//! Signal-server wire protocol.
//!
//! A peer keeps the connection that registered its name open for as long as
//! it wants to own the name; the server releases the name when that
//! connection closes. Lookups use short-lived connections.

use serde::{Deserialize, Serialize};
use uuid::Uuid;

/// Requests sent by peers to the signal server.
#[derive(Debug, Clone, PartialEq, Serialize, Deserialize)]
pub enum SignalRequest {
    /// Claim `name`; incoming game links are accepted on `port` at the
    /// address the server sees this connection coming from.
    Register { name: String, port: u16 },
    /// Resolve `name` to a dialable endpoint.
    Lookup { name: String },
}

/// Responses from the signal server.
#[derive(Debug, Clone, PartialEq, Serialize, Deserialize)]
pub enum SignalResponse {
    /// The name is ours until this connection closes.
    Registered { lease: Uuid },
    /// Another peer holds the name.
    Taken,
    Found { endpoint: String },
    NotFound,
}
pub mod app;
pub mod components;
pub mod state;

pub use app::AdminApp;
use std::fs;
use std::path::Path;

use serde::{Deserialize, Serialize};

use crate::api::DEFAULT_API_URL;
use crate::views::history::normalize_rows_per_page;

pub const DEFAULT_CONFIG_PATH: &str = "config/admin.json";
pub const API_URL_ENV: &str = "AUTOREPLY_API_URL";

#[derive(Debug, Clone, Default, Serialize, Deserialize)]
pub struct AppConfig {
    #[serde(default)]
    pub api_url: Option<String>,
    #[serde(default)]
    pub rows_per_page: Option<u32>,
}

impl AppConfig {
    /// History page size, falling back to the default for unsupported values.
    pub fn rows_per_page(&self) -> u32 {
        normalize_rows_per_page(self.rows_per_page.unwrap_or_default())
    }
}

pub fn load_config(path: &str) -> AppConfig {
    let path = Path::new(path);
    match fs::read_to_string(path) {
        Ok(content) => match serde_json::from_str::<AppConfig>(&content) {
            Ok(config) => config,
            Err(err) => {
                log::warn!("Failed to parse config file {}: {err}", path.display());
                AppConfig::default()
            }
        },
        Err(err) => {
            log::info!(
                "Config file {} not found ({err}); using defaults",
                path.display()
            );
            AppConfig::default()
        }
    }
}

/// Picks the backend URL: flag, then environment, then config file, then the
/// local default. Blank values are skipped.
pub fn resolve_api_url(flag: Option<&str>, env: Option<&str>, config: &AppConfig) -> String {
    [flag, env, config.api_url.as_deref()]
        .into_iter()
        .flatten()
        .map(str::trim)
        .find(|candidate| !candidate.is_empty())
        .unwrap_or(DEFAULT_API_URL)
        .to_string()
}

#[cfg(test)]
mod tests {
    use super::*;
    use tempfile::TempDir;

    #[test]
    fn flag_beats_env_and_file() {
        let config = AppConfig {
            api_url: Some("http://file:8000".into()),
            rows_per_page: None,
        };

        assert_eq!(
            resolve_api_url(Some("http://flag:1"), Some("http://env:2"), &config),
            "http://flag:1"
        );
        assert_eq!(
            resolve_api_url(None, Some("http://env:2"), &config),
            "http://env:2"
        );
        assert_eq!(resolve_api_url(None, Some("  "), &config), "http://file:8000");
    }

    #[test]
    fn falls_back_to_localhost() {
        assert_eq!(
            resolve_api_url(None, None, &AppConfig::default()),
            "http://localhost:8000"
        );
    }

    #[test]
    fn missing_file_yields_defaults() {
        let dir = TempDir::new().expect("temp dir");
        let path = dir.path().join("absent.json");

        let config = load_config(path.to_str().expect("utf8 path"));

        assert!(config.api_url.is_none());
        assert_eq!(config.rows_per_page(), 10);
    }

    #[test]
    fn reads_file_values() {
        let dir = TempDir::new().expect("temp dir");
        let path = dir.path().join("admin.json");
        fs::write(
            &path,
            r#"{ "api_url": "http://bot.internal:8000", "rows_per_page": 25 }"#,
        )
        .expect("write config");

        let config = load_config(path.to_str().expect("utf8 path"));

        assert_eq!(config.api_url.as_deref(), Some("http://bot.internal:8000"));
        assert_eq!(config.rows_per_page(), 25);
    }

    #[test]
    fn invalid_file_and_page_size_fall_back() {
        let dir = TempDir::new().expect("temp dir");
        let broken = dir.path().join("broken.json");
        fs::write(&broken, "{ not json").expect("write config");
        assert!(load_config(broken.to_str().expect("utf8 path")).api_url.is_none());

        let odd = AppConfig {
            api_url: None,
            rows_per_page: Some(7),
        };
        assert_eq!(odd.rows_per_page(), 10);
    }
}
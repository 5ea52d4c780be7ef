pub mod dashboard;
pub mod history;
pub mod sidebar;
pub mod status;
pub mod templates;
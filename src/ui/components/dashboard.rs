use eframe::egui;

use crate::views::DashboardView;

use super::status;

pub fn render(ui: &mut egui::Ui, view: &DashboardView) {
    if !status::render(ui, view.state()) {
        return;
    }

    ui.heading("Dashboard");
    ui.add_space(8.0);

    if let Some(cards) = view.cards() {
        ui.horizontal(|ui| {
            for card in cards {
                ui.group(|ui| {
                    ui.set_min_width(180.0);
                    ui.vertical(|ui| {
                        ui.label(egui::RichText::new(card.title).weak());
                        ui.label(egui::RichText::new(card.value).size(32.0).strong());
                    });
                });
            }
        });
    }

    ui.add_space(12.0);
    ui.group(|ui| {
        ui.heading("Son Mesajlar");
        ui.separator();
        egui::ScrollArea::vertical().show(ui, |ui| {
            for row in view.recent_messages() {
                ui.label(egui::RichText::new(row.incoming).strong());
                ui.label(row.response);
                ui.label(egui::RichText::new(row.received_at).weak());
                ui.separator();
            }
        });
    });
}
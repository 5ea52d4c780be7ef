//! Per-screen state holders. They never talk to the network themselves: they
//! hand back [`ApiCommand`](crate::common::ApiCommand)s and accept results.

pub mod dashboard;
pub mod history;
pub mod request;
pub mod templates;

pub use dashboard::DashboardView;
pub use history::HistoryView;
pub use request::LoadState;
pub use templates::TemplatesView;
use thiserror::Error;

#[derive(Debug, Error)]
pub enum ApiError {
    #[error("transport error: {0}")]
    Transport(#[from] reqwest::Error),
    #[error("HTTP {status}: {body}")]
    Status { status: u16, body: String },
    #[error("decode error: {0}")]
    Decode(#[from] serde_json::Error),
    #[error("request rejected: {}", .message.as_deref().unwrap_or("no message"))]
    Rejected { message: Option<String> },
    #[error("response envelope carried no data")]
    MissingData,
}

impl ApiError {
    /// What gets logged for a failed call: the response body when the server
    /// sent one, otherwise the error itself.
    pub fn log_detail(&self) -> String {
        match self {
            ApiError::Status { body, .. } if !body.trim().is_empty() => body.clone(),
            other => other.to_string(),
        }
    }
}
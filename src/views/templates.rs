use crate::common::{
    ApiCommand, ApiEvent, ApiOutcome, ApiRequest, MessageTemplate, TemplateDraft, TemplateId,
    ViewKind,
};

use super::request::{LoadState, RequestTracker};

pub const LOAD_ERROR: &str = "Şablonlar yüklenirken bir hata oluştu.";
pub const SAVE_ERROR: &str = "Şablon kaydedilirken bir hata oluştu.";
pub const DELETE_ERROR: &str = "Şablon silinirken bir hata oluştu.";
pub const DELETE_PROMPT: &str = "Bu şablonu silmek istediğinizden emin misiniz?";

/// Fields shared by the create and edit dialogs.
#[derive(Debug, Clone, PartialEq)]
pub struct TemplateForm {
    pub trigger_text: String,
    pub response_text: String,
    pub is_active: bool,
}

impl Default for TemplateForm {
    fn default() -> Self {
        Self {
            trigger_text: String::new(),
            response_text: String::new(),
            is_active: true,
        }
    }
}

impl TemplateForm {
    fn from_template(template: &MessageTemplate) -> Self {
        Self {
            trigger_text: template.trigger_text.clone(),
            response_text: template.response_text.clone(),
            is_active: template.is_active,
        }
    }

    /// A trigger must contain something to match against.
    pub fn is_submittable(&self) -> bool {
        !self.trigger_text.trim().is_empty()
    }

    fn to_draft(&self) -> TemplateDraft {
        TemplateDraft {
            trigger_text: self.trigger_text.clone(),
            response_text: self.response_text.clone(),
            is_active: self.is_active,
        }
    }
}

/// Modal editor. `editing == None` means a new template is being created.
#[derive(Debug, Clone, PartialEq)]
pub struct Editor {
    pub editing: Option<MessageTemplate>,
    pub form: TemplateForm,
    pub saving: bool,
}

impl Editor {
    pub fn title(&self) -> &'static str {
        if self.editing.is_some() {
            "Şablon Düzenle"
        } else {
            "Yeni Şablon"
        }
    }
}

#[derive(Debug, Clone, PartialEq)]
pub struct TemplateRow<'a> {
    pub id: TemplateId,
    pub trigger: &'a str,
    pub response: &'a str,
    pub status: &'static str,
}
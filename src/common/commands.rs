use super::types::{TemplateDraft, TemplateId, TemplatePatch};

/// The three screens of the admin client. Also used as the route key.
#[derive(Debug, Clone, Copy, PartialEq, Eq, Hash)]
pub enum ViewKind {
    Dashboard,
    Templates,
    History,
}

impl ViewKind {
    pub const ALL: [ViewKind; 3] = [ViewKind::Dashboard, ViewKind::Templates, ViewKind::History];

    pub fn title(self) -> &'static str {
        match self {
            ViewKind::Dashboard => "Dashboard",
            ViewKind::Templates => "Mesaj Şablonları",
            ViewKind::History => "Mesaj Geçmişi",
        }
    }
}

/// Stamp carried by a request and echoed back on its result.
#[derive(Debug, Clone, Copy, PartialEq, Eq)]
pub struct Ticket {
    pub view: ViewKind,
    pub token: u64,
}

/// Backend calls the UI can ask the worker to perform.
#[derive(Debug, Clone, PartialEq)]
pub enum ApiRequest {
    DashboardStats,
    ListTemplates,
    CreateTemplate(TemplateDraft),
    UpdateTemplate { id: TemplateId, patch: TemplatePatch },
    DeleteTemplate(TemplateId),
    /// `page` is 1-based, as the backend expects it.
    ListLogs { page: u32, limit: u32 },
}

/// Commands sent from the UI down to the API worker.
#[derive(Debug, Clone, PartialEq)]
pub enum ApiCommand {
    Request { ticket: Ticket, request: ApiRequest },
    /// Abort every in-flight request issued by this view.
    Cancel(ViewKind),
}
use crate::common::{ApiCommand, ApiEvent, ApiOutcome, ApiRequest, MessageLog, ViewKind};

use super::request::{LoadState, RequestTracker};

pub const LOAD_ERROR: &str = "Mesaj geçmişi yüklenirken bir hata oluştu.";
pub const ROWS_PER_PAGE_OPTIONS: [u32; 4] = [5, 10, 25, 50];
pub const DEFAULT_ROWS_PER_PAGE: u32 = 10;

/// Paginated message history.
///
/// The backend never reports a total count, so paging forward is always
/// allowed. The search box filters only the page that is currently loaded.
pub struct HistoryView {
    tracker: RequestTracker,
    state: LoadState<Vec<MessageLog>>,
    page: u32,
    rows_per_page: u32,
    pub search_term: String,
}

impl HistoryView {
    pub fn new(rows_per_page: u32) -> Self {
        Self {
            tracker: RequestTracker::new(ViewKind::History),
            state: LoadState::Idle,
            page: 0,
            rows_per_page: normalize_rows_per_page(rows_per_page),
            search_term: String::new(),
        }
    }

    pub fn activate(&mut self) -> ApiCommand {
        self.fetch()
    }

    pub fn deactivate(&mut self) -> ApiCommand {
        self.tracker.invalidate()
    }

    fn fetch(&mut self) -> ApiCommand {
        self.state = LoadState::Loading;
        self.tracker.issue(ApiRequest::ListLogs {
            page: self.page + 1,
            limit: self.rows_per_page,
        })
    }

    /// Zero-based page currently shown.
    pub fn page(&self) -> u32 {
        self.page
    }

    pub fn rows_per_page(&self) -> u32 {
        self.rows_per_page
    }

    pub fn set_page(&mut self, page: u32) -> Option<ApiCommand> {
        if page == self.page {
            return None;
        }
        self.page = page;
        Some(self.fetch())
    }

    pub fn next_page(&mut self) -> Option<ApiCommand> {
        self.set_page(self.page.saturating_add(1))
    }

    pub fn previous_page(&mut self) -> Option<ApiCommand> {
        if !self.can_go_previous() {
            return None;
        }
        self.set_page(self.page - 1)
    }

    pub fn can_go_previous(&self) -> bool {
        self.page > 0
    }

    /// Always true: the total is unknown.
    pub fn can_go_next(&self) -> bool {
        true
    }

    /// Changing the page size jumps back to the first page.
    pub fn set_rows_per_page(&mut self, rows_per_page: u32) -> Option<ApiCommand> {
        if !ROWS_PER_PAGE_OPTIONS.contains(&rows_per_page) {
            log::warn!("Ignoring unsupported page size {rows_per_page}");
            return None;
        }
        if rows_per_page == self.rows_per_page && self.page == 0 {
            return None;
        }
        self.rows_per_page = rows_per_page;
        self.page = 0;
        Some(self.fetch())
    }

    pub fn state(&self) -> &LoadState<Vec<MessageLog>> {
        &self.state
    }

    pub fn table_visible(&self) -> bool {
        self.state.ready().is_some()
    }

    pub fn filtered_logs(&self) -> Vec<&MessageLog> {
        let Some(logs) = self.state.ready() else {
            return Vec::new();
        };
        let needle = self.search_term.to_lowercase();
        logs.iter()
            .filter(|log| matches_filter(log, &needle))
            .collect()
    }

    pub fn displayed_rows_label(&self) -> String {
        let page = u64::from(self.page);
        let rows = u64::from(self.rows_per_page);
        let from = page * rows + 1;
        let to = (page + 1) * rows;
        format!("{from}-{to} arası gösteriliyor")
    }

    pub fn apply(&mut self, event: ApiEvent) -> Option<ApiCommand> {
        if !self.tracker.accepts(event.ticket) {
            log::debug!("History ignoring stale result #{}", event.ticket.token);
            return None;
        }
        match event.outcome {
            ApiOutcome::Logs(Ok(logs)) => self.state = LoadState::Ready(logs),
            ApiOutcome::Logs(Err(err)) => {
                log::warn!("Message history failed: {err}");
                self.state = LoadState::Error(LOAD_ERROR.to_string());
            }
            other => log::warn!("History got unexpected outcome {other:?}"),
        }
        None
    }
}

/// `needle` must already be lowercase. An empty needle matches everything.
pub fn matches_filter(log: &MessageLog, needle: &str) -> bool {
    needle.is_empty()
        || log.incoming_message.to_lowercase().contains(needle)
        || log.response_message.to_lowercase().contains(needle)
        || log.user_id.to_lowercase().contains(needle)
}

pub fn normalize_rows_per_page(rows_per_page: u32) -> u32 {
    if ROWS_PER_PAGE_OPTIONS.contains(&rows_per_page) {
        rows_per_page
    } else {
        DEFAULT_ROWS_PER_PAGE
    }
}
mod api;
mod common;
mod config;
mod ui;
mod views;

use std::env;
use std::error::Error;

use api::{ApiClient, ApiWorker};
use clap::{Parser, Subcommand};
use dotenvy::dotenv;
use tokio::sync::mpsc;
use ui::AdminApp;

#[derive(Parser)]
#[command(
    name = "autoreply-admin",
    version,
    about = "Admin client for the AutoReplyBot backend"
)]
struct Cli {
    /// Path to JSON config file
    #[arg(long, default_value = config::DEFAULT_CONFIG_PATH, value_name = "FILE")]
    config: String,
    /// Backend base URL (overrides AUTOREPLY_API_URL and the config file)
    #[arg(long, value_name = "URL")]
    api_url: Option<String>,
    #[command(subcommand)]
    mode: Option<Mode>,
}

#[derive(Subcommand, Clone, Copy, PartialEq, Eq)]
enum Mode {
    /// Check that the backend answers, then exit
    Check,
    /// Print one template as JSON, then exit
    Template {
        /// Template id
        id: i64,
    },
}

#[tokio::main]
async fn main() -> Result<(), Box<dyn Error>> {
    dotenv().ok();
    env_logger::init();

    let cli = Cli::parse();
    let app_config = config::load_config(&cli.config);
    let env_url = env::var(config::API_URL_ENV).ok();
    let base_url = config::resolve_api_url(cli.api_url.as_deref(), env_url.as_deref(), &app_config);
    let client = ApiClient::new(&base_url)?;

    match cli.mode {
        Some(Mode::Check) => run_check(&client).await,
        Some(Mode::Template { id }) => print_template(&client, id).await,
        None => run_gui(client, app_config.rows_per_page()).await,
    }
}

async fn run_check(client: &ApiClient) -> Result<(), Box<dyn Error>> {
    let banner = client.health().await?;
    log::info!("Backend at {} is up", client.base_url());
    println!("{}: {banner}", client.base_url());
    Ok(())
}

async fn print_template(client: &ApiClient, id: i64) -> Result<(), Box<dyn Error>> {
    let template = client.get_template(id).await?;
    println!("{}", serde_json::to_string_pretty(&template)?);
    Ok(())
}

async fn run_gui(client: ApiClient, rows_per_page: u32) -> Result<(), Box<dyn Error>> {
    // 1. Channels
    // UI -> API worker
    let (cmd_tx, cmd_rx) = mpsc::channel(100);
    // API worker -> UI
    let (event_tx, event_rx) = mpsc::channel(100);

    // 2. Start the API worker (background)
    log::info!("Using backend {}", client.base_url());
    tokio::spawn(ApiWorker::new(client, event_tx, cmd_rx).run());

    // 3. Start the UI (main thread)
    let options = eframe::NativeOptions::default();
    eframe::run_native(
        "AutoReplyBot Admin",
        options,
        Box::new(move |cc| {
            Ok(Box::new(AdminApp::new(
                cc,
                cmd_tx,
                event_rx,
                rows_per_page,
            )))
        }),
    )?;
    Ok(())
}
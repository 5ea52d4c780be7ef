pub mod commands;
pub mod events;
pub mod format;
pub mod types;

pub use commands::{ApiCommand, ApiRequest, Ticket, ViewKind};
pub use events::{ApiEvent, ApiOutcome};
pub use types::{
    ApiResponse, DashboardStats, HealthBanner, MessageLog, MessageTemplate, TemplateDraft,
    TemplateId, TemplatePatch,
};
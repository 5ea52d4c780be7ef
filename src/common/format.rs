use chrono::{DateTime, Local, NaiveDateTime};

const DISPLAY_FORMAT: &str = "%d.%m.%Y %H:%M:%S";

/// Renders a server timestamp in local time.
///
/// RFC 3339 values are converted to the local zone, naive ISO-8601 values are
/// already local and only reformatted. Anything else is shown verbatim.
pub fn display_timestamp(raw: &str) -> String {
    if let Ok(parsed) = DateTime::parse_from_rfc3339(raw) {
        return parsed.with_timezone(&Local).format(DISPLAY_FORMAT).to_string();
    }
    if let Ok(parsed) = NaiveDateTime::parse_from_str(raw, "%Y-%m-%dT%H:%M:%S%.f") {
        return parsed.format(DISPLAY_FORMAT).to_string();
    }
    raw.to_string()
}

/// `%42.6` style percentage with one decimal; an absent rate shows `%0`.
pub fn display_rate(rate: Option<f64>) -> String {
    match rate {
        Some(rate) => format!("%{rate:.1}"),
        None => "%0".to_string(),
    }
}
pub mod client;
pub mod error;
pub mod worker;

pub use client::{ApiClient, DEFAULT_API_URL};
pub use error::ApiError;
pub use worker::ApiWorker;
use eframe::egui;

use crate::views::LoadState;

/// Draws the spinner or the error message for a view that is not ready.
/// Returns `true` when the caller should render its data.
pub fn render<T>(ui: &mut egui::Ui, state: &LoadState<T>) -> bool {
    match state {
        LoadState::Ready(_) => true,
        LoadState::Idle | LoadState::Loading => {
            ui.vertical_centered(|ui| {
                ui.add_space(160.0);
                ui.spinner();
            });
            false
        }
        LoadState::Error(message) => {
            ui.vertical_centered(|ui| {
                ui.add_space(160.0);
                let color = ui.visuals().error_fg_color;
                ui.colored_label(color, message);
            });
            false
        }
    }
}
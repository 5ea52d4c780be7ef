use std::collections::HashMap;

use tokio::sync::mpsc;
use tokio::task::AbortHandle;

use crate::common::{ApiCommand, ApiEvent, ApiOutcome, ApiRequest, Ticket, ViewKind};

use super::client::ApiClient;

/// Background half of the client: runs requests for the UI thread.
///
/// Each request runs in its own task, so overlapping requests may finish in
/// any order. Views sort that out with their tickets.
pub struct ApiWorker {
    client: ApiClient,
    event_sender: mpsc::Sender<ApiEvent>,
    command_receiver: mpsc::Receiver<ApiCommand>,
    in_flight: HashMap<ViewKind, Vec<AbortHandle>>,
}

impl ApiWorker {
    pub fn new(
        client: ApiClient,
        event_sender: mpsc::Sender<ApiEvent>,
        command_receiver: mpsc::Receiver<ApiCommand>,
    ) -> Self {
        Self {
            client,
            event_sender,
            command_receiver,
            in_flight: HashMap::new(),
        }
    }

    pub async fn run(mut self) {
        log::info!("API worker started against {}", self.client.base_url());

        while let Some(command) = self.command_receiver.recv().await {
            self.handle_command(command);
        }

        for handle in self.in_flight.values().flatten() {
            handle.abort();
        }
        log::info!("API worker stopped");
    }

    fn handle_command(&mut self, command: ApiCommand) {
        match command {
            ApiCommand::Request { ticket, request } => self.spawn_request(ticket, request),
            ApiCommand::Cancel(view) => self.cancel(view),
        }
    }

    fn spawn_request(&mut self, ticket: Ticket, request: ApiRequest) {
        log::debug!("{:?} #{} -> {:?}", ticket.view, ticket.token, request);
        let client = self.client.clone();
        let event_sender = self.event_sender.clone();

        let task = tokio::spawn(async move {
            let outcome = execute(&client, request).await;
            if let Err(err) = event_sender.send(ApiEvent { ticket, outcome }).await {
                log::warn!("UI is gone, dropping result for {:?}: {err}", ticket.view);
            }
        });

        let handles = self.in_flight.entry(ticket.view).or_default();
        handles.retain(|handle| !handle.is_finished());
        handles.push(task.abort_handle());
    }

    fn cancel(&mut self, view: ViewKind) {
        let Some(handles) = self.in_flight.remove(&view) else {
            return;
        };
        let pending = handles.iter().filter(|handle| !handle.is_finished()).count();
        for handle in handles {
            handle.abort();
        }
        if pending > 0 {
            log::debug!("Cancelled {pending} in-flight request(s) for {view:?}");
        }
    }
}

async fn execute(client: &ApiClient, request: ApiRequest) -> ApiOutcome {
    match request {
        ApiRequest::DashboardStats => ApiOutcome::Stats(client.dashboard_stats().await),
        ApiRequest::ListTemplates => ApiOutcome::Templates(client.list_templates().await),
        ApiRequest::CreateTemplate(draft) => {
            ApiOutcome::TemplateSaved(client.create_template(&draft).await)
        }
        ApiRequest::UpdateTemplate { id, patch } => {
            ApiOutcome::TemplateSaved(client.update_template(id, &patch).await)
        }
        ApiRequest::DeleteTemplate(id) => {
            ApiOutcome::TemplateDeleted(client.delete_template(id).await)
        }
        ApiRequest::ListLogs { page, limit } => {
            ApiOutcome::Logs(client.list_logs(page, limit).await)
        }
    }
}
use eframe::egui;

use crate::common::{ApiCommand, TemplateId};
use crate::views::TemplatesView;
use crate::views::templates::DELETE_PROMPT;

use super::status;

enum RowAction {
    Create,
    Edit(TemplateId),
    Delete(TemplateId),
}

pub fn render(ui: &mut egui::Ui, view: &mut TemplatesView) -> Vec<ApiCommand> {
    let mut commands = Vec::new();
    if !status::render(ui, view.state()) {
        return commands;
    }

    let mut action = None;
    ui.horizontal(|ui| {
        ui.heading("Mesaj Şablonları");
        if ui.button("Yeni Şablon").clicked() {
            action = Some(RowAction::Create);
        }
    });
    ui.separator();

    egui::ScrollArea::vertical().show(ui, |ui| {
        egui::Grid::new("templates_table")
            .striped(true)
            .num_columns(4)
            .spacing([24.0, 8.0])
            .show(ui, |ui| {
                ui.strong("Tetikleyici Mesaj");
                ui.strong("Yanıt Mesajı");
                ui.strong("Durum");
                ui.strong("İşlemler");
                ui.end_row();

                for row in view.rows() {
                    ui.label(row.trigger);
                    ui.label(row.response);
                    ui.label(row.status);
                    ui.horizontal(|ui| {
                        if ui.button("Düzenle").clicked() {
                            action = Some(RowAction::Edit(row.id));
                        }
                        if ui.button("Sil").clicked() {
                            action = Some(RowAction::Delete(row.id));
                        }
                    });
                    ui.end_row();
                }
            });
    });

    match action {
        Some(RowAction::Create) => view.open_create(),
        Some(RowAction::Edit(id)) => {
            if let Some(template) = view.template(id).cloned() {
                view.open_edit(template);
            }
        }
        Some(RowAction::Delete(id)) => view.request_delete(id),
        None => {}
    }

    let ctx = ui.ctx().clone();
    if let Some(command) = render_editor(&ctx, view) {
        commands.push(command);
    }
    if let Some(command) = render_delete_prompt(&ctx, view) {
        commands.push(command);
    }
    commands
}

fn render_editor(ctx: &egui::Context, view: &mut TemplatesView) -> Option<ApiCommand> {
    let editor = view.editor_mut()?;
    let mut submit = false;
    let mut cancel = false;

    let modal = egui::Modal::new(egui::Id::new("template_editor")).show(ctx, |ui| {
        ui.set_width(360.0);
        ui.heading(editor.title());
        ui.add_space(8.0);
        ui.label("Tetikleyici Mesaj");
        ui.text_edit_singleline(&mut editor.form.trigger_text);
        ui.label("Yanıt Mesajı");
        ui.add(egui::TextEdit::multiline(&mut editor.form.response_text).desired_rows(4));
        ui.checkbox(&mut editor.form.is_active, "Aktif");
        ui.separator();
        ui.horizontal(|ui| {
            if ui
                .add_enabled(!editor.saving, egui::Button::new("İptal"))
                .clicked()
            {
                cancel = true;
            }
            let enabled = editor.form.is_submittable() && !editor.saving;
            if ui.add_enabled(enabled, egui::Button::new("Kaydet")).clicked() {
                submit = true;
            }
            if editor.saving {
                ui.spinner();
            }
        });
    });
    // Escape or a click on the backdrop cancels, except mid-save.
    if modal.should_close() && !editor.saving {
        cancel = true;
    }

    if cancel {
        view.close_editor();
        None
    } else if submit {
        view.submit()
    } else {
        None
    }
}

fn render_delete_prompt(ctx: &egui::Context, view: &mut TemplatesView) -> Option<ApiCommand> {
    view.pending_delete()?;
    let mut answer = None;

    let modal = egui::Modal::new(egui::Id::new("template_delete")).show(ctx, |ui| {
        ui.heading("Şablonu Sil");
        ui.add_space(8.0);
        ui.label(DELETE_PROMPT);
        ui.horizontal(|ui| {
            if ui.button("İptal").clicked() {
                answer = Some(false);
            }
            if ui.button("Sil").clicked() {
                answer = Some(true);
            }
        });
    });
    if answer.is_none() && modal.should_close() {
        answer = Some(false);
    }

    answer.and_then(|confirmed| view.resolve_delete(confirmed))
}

##############################

Work instructions:
Quote exactly the lines running from the start of the listing above through the line where "from the signal server." is found, and output no other lines.

Reply to the task:
//! Signal-server wire protocol.
//!
//! A peer keeps the connection that registered its name open for as long as
//! it wants to own the name; the server releases the name when that
//! connection closes. Lookups use short-lived connections.

use serde::{Deserialize, Serialize};
use uuid::Uuid;

/// Requests sent by peers to the signal server.
#[derive(Debug, Clone, PartialEq, Serialize, Deserialize)]
pub enum SignalRequest {
    /// Claim `name`; incoming game links are accepted on `port` at the
    /// address the server sees this connection coming from.
    Register { name: String, port: u16 },
    /// Resolve `name` to a dialable endpoint.
    Lookup { name: String },
}

/// Responses from the signal server.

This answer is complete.